Everyday I hear more news about new advances in artificial intelligence from writing essays for school children turning a picture of grandma into an Amazonian warrior princess. It is safe to say that AI and its impact on our lives is here to stay. The City of the Great Machine brings the experience of global AI dominance to the table in a variety of intense and masterful ways.
City of the Great Machine is a 1-4 player game from designer German Tikhomirov and publisher CrowD Games. In this game, humans have set out to create the perfect city, which has led to the creation of the Great Machine. Over time, the Great Machine has encroached on every aspect of human life, and has come up with a master plan to perfect all areas of the cities, including the humans themselves. The humans, however, are not ready to just lay down and let a machine take over their lives.
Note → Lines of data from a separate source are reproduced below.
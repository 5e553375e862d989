//! JSON file storage backend.
//!
//! All keys live in one JSON object on disk. Writes go to a sibling
//! `.tmp` file first and are renamed over the document. A document that no
//! longer parses is reported on read and replaced on the next write.

use std::collections::BTreeMap;
use std::fs;
use std::io::ErrorKind;
use std::path::{Path, PathBuf};

use super::{KeyValueStore, StorageError};

/// Durable key-value store backed by a single JSON document.
#[derive(Debug, Clone)]
pub struct JsonFileStore {
    path: PathBuf,
}

impl JsonFileStore {
    /// Use the document at `path`. The file is created on first write.
    #[must_use]
    pub fn new(path: impl Into<PathBuf>) -> Self {
        Self { path: path.into() }
    }

    /// Path of the backing document.
    #[must_use]
    pub fn path(&self) -> &Path {
        &self.path
    }

    fn load(&self) -> Result<BTreeMap<String, String>, StorageError> {
        let raw = match fs::read_to_string(&self.path) {
            Ok(raw) => raw,
            Err(e) if e.kind() == ErrorKind::NotFound => return Ok(BTreeMap::new()),
            Err(source) => {
                return Err(StorageError::Io {
                    path: self.path.clone(),
                    source,
                });
            }
        };

        serde_json::from_str(&raw).map_err(|source| StorageError::Corrupt {
            path: self.path.clone(),
            source,
        })
    }

    /// Entries to start a write from; a corrupt document counts as empty.
    fn load_for_write(&self) -> Result<BTreeMap<String, String>, StorageError> {
        match self.load() {
            Err(StorageError::Corrupt { path, source }) => {
                tracing::warn!(
                    path = %path.display(),
                    "Overwriting unreadable storage file: {source}"
                );
                Ok(BTreeMap::new())
            }
            other => other,
        }
    }

    fn save(&self, entries: &BTreeMap<String, String>) -> Result<(), StorageError> {
        let io_err = |source| StorageError::Io {
            path: self.path.clone(),
            source,
        };

        if let Some(parent) = self.path.parent().filter(|p| !p.as_os_str().is_empty()) {
            fs::create_dir_all(parent).map_err(io_err)?;
        }

        let body = serde_json::to_string_pretty(entries).map_err(|source| {
            StorageError::Corrupt {
                path: self.path.clone(),
                source,
            }
        })?;

        let tmp = self.path.with_extension("tmp");
        fs::write(&tmp, body).map_err(io_err)?;
        fs::rename(&tmp, &self.path).map_err(io_err)
    }
}

impl KeyValueStore for JsonFileStore {
    fn get(&self, key: &str) -> Result<Option<String>, StorageError> {
        Ok(self.load()?.remove(key))
    }

    fn set(&mut self, key: &str, value: &str) -> Result<(), StorageError> {
        let mut entries = self.load_for_write()?;
        entries.insert(key.to_string(), value.to_string());
        self.save(&entries)
    }

    fn remove(&mut self, key: &str) -> Result<(), StorageError> {
        let mut entries = self.load_for_write()?;
        if entries.remove(key).is_some() {
            self.save(&entries)?;
        }
        Ok(())
    }
}

#[cfg(test)]
#[allow(clippy::unwrap_used)]
mod tests {
    use super::*;

    #[test]
    fn test_missing_file_reads_as_empty() {
        let dir = tempfile::tempdir().unwrap();
        let store = JsonFileStore::new(dir.path().join("storage.json"));
        assert_eq!(store.get("cart").unwrap(), None);
    }

    #[test]
    fn test_values_survive_reopen() {
        let dir = tempfile::tempdir().unwrap();
        let path = dir.path().join("nested").join("storage.json");

        let mut store = JsonFileStore::new(&path);
        store.set("cart", "[]").unwrap();
        store.set("theme", "dark").unwrap();

        let reopened = JsonFileStore::new(&path);
        assert_eq!(reopened.get("cart").unwrap().as_deref(), Some("[]"));
        assert_eq!(reopened.get("theme").unwrap().as_deref(), Some("dark"));
    }

    #[test]
    fn test_remove_keeps_other_keys() {
        let dir = tempfile::tempdir().unwrap();
        let mut store = JsonFileStore::new(dir.path().join("storage.json"));
        store.set("cart", "[]").unwrap();
        store.set("theme", "dark").unwrap();

        store.remove("cart").unwrap();
        store.remove("cart").unwrap();
        assert_eq!(store.get("cart").unwrap(), None);
        assert_eq!(store.get("theme").unwrap().as_deref(), Some("dark"));
    }

    #[test]
    fn test_corrupt_document_is_reported() {
        let dir = tempfile::tempdir().unwrap();
        let path = dir.path().join("storage.json");
        fs::write(&path, "not json").unwrap();

        let store = JsonFileStore::new(&path);
        assert!(matches!(
            store.get("cart"),
            Err(StorageError::Corrupt { .. })
        ));
    }

    #[test]
    fn test_write_replaces_corrupt_document() {
        let dir = tempfile::tempdir().unwrap();
        let path = dir.path().join("storage.json");
        fs::write(&path, "garbage").unwrap();

        let mut store = JsonFileStore::new(&path);
        store.set("cart", "[]").unwrap();

        let reopened = JsonFileStore::new(&path);
        assert_eq!(reopened.get("cart").unwrap().as_deref(), Some("[]"));
    }

    #[test]
    fn test_remove_on_corrupt_document_is_ok() {
        let dir = tempfile::tempdir().unwrap();
        let path = dir.path().join("storage.json");
        fs::write(&path, "garbage").unwrap();

        let mut store = JsonFileStore::new(&path);
        store.remove("cart").unwrap();
        assert!(store.get("cart").is_err());
    }
}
In City of the Great Machine, a small group of heroes must work together to raise discontent among the citizens of the city and incite riots before the Great Machine can see the master plan to completion.
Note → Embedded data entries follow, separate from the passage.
//! Cart line item.

use serde::{Deserialize, Serialize};

use crate::{Price, ProductId, Quantity};

/// One product in the cart together with how many units were added.
///
/// Serialized field order is `id, name, unitPrice, image, quantity`. The
/// legacy field name `price` is accepted when reading so carts saved by the
/// previous storefront script still restore.
#[derive(Debug, Clone, PartialEq, Eq, Serialize, Deserialize)]
#[serde(rename_all = "camelCase")]
pub struct LineItem {
    /// Stable product identifier, unique within a cart.
    pub id: ProductId,
    /// Display name.
    pub name: String,
    /// Unit price, fixed when the product was first added.
    #[serde(alias = "price")]
    pub unit_price: Price,
    /// Image reference, passed through to the view untouched.
    pub image: String,
    /// Units of this product in the cart.
    pub quantity: Quantity,
}

impl LineItem {
    /// Create a line item holding a single unit.
    #[must_use]
    pub fn new(
        id: impl Into<ProductId>,
        name: impl Into<String>,
        unit_price: Price,
        image: impl Into<String>,
    ) -> Self {
        Self {
            id: id.into(),
            name: name.into(),
            unit_price,
            image: image.into(),
            quantity: Quantity::ONE,
        }
    }

    /// `unit_price * quantity`.
    #[must_use]
    pub fn subtotal(&self) -> Price {
        self.unit_price.times(self.quantity)
    }
}

#[cfg(test)]
#[allow(clippy::unwrap_used)]
mod tests {
    use super::*;

    #[test]
    fn test_new_starts_at_one() {
        let item = LineItem::new("p1", "Lamp", Price::new(1500), "lamp.jpg");
        assert_eq!(item.quantity, Quantity::ONE);
        assert_eq!(item.subtotal(), Price::new(1500));
    }

    #[test]
    fn test_serialized_field_order() {
        let item = LineItem::new("p1", "Lamp", Price::new(1500), "lamp.jpg");
        let json = serde_json::to_string(&item).unwrap();
        assert_eq!(
            json,
            r#"{"id":"p1","name":"Lamp","unitPrice":1500,"image":"lamp.jpg","quantity":1}"#
        );
    }

    #[test]
    fn test_deserialize_legacy_price_field() {
        let json = r#"{"id":"p2","name":"Vase","price":2500,"image":"vase.jpg","quantity":3}"#;
        let item: LineItem = serde_json::from_str(json).unwrap();
        assert_eq!(item.unit_price, Price::new(2500));
        assert_eq!(item.quantity.get(), 3);
        assert_eq!(item.subtotal(), Price::new(7500));
    }

    #[test]
    fn test_deserialize_missing_field_fails() {
        let json = r#"{"id":"p2","name":"Vase","image":"vase.jpg","quantity":1}"#;
        assert!(serde_json::from_str::<LineItem>(json).is_err());
    }
}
The game offers a variety of ways to play including a solo and co-op module. In a normal game, one player takes control of the Great Machine, its guards and its three servants. The other one to three players will control a team of three Heroes through cooperation and teamwork. Each hero has a special ability, unique initiative number, and amount of trust (currency) they can carry.. Each round has a series of phases that introduce round conditions, let players plan their strategy, and a variety of different player actions around the modular board.
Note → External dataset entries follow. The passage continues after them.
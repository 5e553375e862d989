//! Key-value storage backends for the persisted cart.
//!
//! The cart is saved as a single string under one key, the same shape as
//! browser local storage. Backends:
//!
//! - [`MemoryStore`] - process-local map, for tests and hosts that do not persist
//! - [`JsonFileStore`] - one JSON document on disk holding every key

mod file;
mod memory;

use std::path::PathBuf;

use thiserror::Error;

pub use file::JsonFileStore;
pub use memory::MemoryStore;

/// Errors raised by storage backends.
#[derive(Debug, Error)]
pub enum StorageError {
    /// Reading or writing the backing file failed.
    #[error("I/O error on {}: {source}", path.display())]
    Io {
        path: PathBuf,
        source: std::io::Error,
    },

    /// The backing document is not a JSON object of strings.
    #[error("corrupt storage document {}: {source}", path.display())]
    Corrupt {
        path: PathBuf,
        source: serde_json::Error,
    },
}

/// A string key-value store.
pub trait KeyValueStore {
    /// Read the value stored under `key`, `None` if absent.
    ///
    /// # Errors
    ///
    /// Returns `StorageError` if the backend cannot be read.
    fn get(&self, key: &str) -> Result<Option<String>, StorageError>;

    /// Store `value` under `key`, replacing any previous value.
    ///
    /// # Errors
    ///
    /// Returns `StorageError` if the backend cannot be written.
    fn set(&mut self, key: &str, value: &str) -> Result<(), StorageError>;

    /// Delete `key`. Absent keys are not an error.
    ///
    /// # Errors
    ///
    /// Returns `StorageError` if the backend cannot be written.
    fn remove(&mut self, key: &str) -> Result<(), StorageError>;
}

impl<S: KeyValueStore + ?Sized> KeyValueStore for Box<S> {
    fn get(&self, key: &str) -> Result<Option<String>, StorageError> {
        (**self).get(key)
    }

    fn set(&mut self, key: &str, value: &str) -> Result<(), StorageError> {
        (**self).set(key, value)
    }

    fn remove(&mut self, key: &str) -> Result<(), StorageError> {
        (**self).remove(key)
    }
}

impl<S: KeyValueStore + ?Sized> KeyValueStore for &mut S {
    fn get(&self, key: &str) -> Result<Option<String>, StorageError> {
        (**self).get(key)
    }

    fn set(&mut self, key: &str, value: &str) -> Result<(), StorageError> {
        (**self).set(key, value)
    }

    fn remove(&mut self, key: &str) -> Result<(), StorageError> {
        (**self).remove(key)
    }
}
The playing area consists of a series of minor and major district tiles that you can set up randomly or through a series of prearranged maps in the rulebook. Each district starts with two of the Great Machine’s mechanical guards and a series of unrevealed, face down, citizen tiles. These citizens represent the city’s population with different levels of willingness to join the rebellion and even a few traitors loyal to the Great Machine. Each of the major districts offer special actions to both the Great Machine and the Heroes, with minor districts allowing the Heroes raise the level of discontent. A fun aspect of the board is that either side can take an action in one of the Control Nexus major districts to change it. The district tile must be able to freely slide out of its current position and districts must be connected to at least two other districts before and after the move. This tile movement mechanic can help both sides optimize movement for their team or hinder movement for the other.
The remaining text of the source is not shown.